Figure 10 shows the influence for the energy-absorption capability of support on coal burst hazard. It is found that hazard index δ of coal burst is negatively correlated with energy-dissipation coefficient η, meeting δ = 0.5618·η⁻¹ (R² = 1), while absorbed energy u_s (u_s = (ρ_b·U_b + ρ_c·U_c)·η) of roadway support system per unit surface area is positively correlated with η. The above results indicate that the coal burst hazard of anchored roadway can be effectively reduced by improving the energy-absorption capacity of the support system, such as using anchor bolts with constant resistance and large deformation [35], energy-absorbing anchor bolts, cables, and trays [36]. In addition, it is worth noting that relevant characteristic parameters of impact failure (U_r, U_k, ΔR_f, and ΔR_p) are all not affected by changes in the energy-dissipation coefficient of the support system. The energy-dissipation coefficient η is abstract for engineering practice, and then the in-situ energy-absorption capacity of support can be indirectly characterized by monitoring the change of support resistance. There are many factors affecting the energy-absorption capacity, including dynamic disturbance, post-peak strain softening of surrounding rocks, heterogeneity of surrounding rocks, inhomogeneity of support strength, etc. When the energy-absorption effect of overall support is reduced due to the above influential factors, the risk of coal burst will correspondingly increase.

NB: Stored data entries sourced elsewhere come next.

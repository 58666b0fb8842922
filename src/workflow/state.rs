use crate::auth::{Account, Purpose};
use crate::domain::mapping::{FieldMapping, LogicalField};
use crate::domain::message::Message;
use crate::domain::sharepoint::Site;
use crate::error::{MappingError, ValidationError};
use crate::tickets::{SubmissionResult, SubmitRequest};
use crate::workflow::{Destination, Effect, LoadStatus, Outcome, SelectionSet};

/// Everything the ticket form shows, owned by the front end's main loop.
#[derive(Debug, Clone, Default)]
pub struct AppState {
    pub same_account: bool,
    pub reader: Option<Account>,
    pub writer: Option<Account>,
    pub signing_in: Option<Purpose>,

    pub messages: Vec<Message>,
    pub inbox_status: LoadStatus,
    pub selection: SelectionSet,

    pub sites: Vec<Site>,
    pub sites_status: LoadStatus,
    pub destination: Destination,
    pub mapping: FieldMapping,

    pub submitting: bool,
    pub results: Vec<SubmissionResult>,

    /// One-line status for the user.
    pub notice: Option<String>,
}

impl AppState {
    pub fn new(same_account: bool) -> Self {
        Self {
            same_account,
            ..Self::default()
        }
    }

    pub fn signed_in(&self) -> bool {
        self.reader.is_some() || self.writer.is_some()
    }

    /// The mapping panel only makes sense once the list's columns are known.
    pub fn mapping_available(&self) -> bool {
        matches!(self.destination, Destination::ColumnsLoaded { .. })
    }

    /// Switch between one shared account and separate reader/writer accounts.
    /// Only allowed while signed out.
    pub fn set_same_account(&mut self, same: bool) -> Vec<Effect> {
        if same == self.same_account {
            return vec![];
        }
        if self.signed_in() || self.signing_in.is_some() {
            self.notice = Some("Sign out before switching account mode.".into());
            return vec![];
        }
        self.same_account = same;
        vec![Effect::SetSameAccount(same)]
    }

    pub fn sign_in(&mut self, purpose: Purpose) -> Vec<Effect> {
        let purpose = if self.same_account {
            Purpose::MailRead
        } else {
            purpose
        };
        let held = match purpose {
            Purpose::MailRead => &self.reader,
            Purpose::ListWrite => &self.writer,
        };
        if self.signing_in.is_some() || held.is_some() {
            return vec![];
        }
        self.signing_in = Some(purpose);
        self.notice = Some("Waiting for sign-in in the browser...".into());
        vec![Effect::SignIn(purpose)]
    }

    /// Drop credentials and everything fetched with them. A batch still in
    /// flight finishes on its own; its results are discarded.
    pub fn sign_out(&mut self) -> Vec<Effect> {
        *self = Self {
            same_account: self.same_account,
            notice: Some("Signed out.".into()),
            ..Self::default()
        };
        vec![Effect::SignOut]
    }

    pub fn refresh_inbox(&mut self) -> Vec<Effect> {
        if self.reader.is_none() {
            return vec![];
        }
        self.inbox_status = LoadStatus::Loading;
        vec![Effect::LoadMessages]
    }

    pub fn toggle_message(&mut self, id: &str) {
        self.selection.toggle(id, &self.messages);
    }

    pub fn choose_site(&mut self, site_id: &str) -> Vec<Effect> {
        if self.destination.site_id().unwrap_or("") == site_id {
            return vec![];
        }
        self.mapping.clear();
        if self.destination.choose_site(site_id) {
            vec![Effect::LoadLists {
                site_id: site_id.to_string(),
            }]
        } else {
            vec![]
        }
    }

    pub fn choose_list(&mut self, list_id: &str) -> Vec<Effect> {
        if self.destination.list_id().unwrap_or("") == list_id {
            return vec![];
        }
        self.mapping.clear();
        let Some(site_id) = self.destination.site_id().map(str::to_string) else {
            return vec![];
        };
        if !self.destination.choose_list(list_id) {
            return vec![];
        }
        vec![Effect::LoadColumns {
            site_id,
            list_id: list_id.to_string(),
        }]
    }

    pub fn assign_mapping(&mut self, field: LogicalField, column: &str) -> Result<(), MappingError> {
        self.mapping
            .assign(field, column, self.destination.columns())
    }

    pub fn cycle_mapping(&mut self, field: LogicalField, step: i32) {
        if self.mapping_available() {
            self.mapping
                .cycle(field, self.destination.columns(), step);
        }
    }

    /// Snapshot of the form as a batch request.
    pub fn submit_request(&self) -> SubmitRequest {
        SubmitRequest {
            selection: self.selection.ids().to_vec(),
            messages: self.messages.clone(),
            site_id: self.destination.site_id().map(str::to_string),
            list_id: self.destination.list_id().map(str::to_string),
            mapping: Some(self.mapping.clone()).filter(|m| !m.is_empty()),
        }
    }

    /// Start a batch. Nothing is sent while one is already running; an
    /// incomplete form is rejected here, before any network call.
    pub fn request_submit(&mut self) -> Result<Vec<Effect>, ValidationError> {
        if self.submitting {
            return Ok(vec![]);
        }
        let request = self.submit_request();
        if let Err(e) = request.validate() {
            self.notice = Some(format!("Cannot create tickets: {e}."));
            return Err(e);
        }
        self.submitting = true;
        self.results.clear();
        self.notice = Some(format!("Creating {} ticket(s)...", request.selection.len()));
        Ok(vec![Effect::Submit(request)])
    }

    pub fn apply(&mut self, outcome: Outcome) -> Vec<Effect> {
        match outcome {
            Outcome::SignInPrompt(url) => {
                self.notice = Some(format!("Sign in via your browser: {url}"));
                vec![]
            }
            Outcome::SignedIn { purpose, account } => {
                if self.signing_in != Some(purpose) {
                    log::debug!("discarding sign-in for {purpose:?}, nobody is waiting for it");
                    return vec![];
                }
                self.signed_in_as(purpose, account)
            }
            Outcome::SignInFailed { purpose, error } => {
                if self.signing_in == Some(purpose) {
                    self.signing_in = None;
                }
                self.notice = Some(format!("Sign-in failed: {error}"));
                vec![]
            }
            Outcome::Messages(result) => {
                if self.reader.is_none() {
                    return vec![];
                }
                match result {
                    Ok(messages) => {
                        self.selection.retain_page(&messages);
                        self.messages = messages;
                        self.inbox_status = LoadStatus::Ready;
                    }
                    Err(e) => {
                        // keep whatever was shown before
                        self.notice = Some("Could not load emails.".into());
                        self.inbox_status = LoadStatus::Failed(e);
                    }
                }
                vec![]
            }
            Outcome::Sites(result) => {
                if self.writer.is_none() {
                    return vec![];
                }
                match result {
                    Ok(sites) => {
                        self.sites = sites;
                        self.sites_status = LoadStatus::Ready;
                    }
                    Err(e) => {
                        self.notice = Some("Could not load SharePoint sites.".into());
                        self.sites_status = LoadStatus::Failed(e);
                    }
                }
                vec![]
            }
            Outcome::Lists { site_id, result } => {
                self.destination.lists_arrived(&site_id, result);
                vec![]
            }
            Outcome::Columns {
                site_id,
                list_id,
                result,
            } => {
                self.destination
                    .columns_arrived(&site_id, &list_id, result);
                vec![]
            }
            Outcome::Submitted(results) => {
                if !self.submitting {
                    log::debug!("discarding results of a batch nobody is waiting for");
                    return vec![];
                }
                let ok = results.iter().filter(|r| r.is_success()).count();
                self.notice = Some(format!(
                    "{ok} of {} ticket(s) created.",
                    results.len()
                ));
                self.results = results;
                self.submitting = false;
                vec![]
            }
            Outcome::SubmitFailed(error) => {
                if self.submitting {
                    self.submitting = false;
                    self.notice = Some(format!("Cannot create tickets: {error}"));
                }
                vec![]
            }
        }
    }

    fn signed_in_as(&mut self, purpose: Purpose, account: Account) -> Vec<Effect> {
        self.signing_in = None;
        self.notice = Some(format!("Signed in as {}.", account.label()));

        let mut effects = Vec::new();
        let reader = self.same_account || purpose == Purpose::MailRead;
        let writer = self.same_account || purpose == Purpose::ListWrite;
        if reader {
            self.reader = Some(account.clone());
            self.inbox_status = LoadStatus::Loading;
            effects.push(Effect::LoadMessages);
        }
        if writer {
            self.writer = Some(account);
            self.sites_status = LoadStatus::Loading;
            effects.push(Effect::LoadSites);
        }
        effects
    }
}
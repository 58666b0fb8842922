mod common;

use std::collections::VecDeque;
use std::sync::Arc;
use std::sync::atomic::{AtomicUsize, Ordering};

use common::{FakeGraph, FakeProvider, column, message};
use mail_tickets::auth::session::ScopeSets;
use mail_tickets::auth::{Purpose, Session};
use mail_tickets::domain::mapping::LogicalField;
use mail_tickets::domain::sharepoint::{Site, SpList};
use mail_tickets::terminal::worker::execute;
use mail_tickets::tickets::TicketClock;
use mail_tickets::workflow::{AppState, Destination, Effect, LoadStatus, Outcome};
use serde_json::json;

struct Harness {
    state: AppState,
    session: Session<FakeProvider>,
    graph: FakeGraph,
    prompts: Arc<AtomicUsize>,
}

impl Harness {
    fn new(same_account: bool) -> Self {
        let mut graph = FakeGraph::default();
        graph.messages = vec![
            message("m1", "Printer broken", "2024-03-05T14:37:00Z"),
            message("m2", "VPN down", "2024-03-05T15:00:00Z"),
        ];
        graph.sites = vec![site("s1"), site("s2")];
        graph.lists.insert("s1".into(), vec![list("helpdesk")]);
        graph.lists.insert("s2".into(), vec![list("other")]);
        graph.columns = vec![column("Title"), column("Body"), column("ContentType")];
        let provider = FakeProvider::default();
        let prompts = Arc::clone(&provider.prompts);
        Self {
            state: AppState::new(same_account),
            session: Session::new(provider, ScopeSets::default(), same_account),
            graph,
            prompts,
        }
    }

    /// Run effects to completion, feeding outcomes back into the state.
    fn run(&mut self, effects: Vec<Effect>) {
        let mut queue: VecDeque<Effect> = effects.into();
        while let Some(effect) = queue.pop_front() {
            if let Some(outcome) = execute(&mut self.session, &self.graph, TicketClock::Utc, effect) {
                queue.extend(self.state.apply(outcome));
            }
        }
    }

    fn session_prompts(&self) -> usize {
        self.prompts.load(Ordering::SeqCst)
    }

    fn outcome_of(&mut self, effect: Effect) -> Option<Outcome> {
        execute(&mut self.session, &self.graph, TicketClock::Utc, effect)
    }
}

fn site(id: &str) -> Site {
    serde_json::from_value(json!({ "id": id, "displayName": format!("Site {id}") })).unwrap()
}

fn list(id: &str) -> SpList {
    serde_json::from_value(json!({ "id": id, "displayName": id })).unwrap()
}

#[test]
fn loading_without_a_credential_reports_an_error() {
    let mut h = Harness::new(true);
    let outcome = h.outcome_of(Effect::LoadMessages);
    assert!(matches!(outcome, Some(Outcome::Messages(Err(_)))));
    assert_eq!(h.graph.calls(), 0);
}

#[test]
fn shared_account_signs_in_once_and_loads_everything() {
    let mut h = Harness::new(true);
    let effects = h.state.sign_in(Purpose::MailRead);
    h.run(effects);

    assert_eq!(h.session_prompts(), 1);
    assert!(h.state.reader.is_some());
    assert_eq!(h.state.reader, h.state.writer);
    assert_eq!(h.state.inbox_status, LoadStatus::Ready);
    assert_eq!(h.state.messages.len(), 2);
    assert_eq!(h.state.sites.len(), 2);
}

#[test]
fn separate_accounts_need_two_sign_ins() {
    let mut h = Harness::new(false);
    let effects = h.state.sign_in(Purpose::MailRead);
    h.run(effects);
    assert!(h.state.writer.is_none());
    assert!(h.state.sites.is_empty());

    let effects = h.state.sign_in(Purpose::ListWrite);
    h.run(effects);
    assert_eq!(h.session_prompts(), 2);
    assert_ne!(h.state.reader, h.state.writer);
    assert_eq!(h.state.sites.len(), 2);
}

#[test]
fn full_form_creates_tickets_with_the_chosen_mapping() {
    let mut h = Harness::new(true);
    let effects = h.state.sign_in(Purpose::MailRead);
    h.run(effects);

    let effects = h.state.choose_site("s1");
    h.run(effects);
    let effects = h.state.choose_list("helpdesk");
    h.run(effects);
    assert!(h.state.mapping_available());
    assert!(
        h.state
            .destination
            .columns()
            .iter()
            .all(|c| c.name != "ContentType")
    );

    h.state
        .assign_mapping(LogicalField::Subject, "Title")
        .unwrap();
    h.state
        .assign_mapping(LogicalField::Description, "Body")
        .unwrap();
    h.state.toggle_message("m2");

    let effects = h.state.request_submit().unwrap();
    h.run(effects);

    assert!(!h.state.submitting);
    assert_eq!(h.state.results.len(), 1);
    assert!(h.state.results[0].is_success());
    assert_eq!(
        serde_json::Value::Object(h.graph.posted_fields().remove(0)),
        json!({ "Title": "VPN down", "Body": "preview of VPN down" })
    );
}

#[test]
fn switching_site_drops_the_list_and_the_mapping() {
    let mut h = Harness::new(true);
    let effects = h.state.sign_in(Purpose::MailRead);
    h.run(effects);
    let effects = h.state.choose_site("s1");
    h.run(effects);
    let effects = h.state.choose_list("helpdesk");
    h.run(effects);
    h.state
        .assign_mapping(LogicalField::Subject, "Title")
        .unwrap();

    let effects = h.state.choose_site("s2");
    h.run(effects);

    assert!(h.state.mapping.is_empty());
    assert_eq!(h.state.destination.list_id(), None);
    assert_eq!(h.state.destination.lists()[0].id, "other");
}

#[test]
fn lists_for_an_abandoned_site_are_ignored() {
    let mut h = Harness::new(true);
    let effects = h.state.sign_in(Purpose::MailRead);
    h.run(effects);

    let first = h.state.choose_site("s1");
    let second = h.state.choose_site("s2");
    let late = first
        .into_iter()
        .filter_map(|e| h.outcome_of(e))
        .collect::<Vec<_>>();
    h.run(second);
    for outcome in late {
        h.state.apply(outcome);
    }

    assert!(matches!(h.state.destination, Destination::SiteChosen(_)));
    assert_eq!(h.state.destination.site_id(), Some("s2"));
    assert_eq!(h.state.destination.lists()[0].id, "other");
}

#[test]
fn incomplete_form_is_rejected_before_any_request() {
    let mut h = Harness::new(true);
    let effects = h.state.sign_in(Purpose::MailRead);
    h.run(effects);
    let before = h.graph.calls();

    h.state.toggle_message("m1");
    assert!(h.state.request_submit().is_err());
    assert!(!h.state.submitting);
    assert_eq!(h.graph.calls(), before);
}

#[test]
fn submitting_after_logout_fails_without_posting() {
    let mut h = Harness::new(true);
    let effects = h.state.sign_in(Purpose::MailRead);
    h.run(effects);
    let effects = h.state.choose_site("s1");
    h.run(effects);
    let effects = h.state.choose_list("helpdesk");
    h.run(effects);
    h.state.toggle_message("m1");
    let submit = h.state.request_submit().unwrap();

    let logout = h.state.sign_out();
    h.run(logout);
    let outcome = submit
        .into_iter()
        .filter_map(|e| h.outcome_of(e))
        .next();

    assert!(matches!(outcome, Some(Outcome::SubmitFailed(_))));
    assert!(h.graph.posted_fields().is_empty());
    assert!(!h.state.signed_in());
    assert!(h.state.results.is_empty());
}

#[test]
fn sign_out_while_the_browser_is_open_stays_signed_out() {
    let mut h = Harness::new(true);
    let mut effects = h.state.sign_in(Purpose::MailRead);
    effects.extend(h.state.sign_out());
    h.run(effects);

    assert!(!h.state.signed_in());
    assert!(h.session.credential(Purpose::MailRead).is_none());
    assert_eq!(h.state.inbox_status, LoadStatus::Idle);

    let effects = h.state.sign_in(Purpose::MailRead);
    assert_eq!(effects, vec![Effect::SignIn(Purpose::MailRead)]);
    h.run(effects);
    assert!(h.state.signed_in());
    assert_eq!(h.state.inbox_status, LoadStatus::Ready);
}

3.4. Verification in Practice

A coal burst disaster occurred in the air-return roadway of 401102 working face in Hujiahe Coal Mine at 19:56 PM on October 4, 2014. The dynamic loading source (U_d0 = 1.9 × 10⁶ J) was located inside the main roof (siltstone) and had a distance L₀ of 22.4 m with the roadway center. This dynamic instability triggered large areas of caving, mesh cracking, and significant subsidence of roadway roofs in the region being 24–36 m from the working face, as well as obvious deformation and spalling in sidewalls near the arch corner, as shown in Figure 11. The roadway roof was damaged most significantly (subsidence of 400–600 mm), followed successively by the left sidewall (convergence of 300–400 mm) and right sidewall (convergence of 100–250 mm). This indirectly expounds that the roadway roof was at higher impact risk than sidewalls, verifying distributions of the hazard index δ_α of coal burst at different components of roadway. In addition, the left sidewall was more seriously damaged than the right sidewall, which also indicates the difference in energy-absorption capacity of support in actual roadway surrounding rocks due to many causes.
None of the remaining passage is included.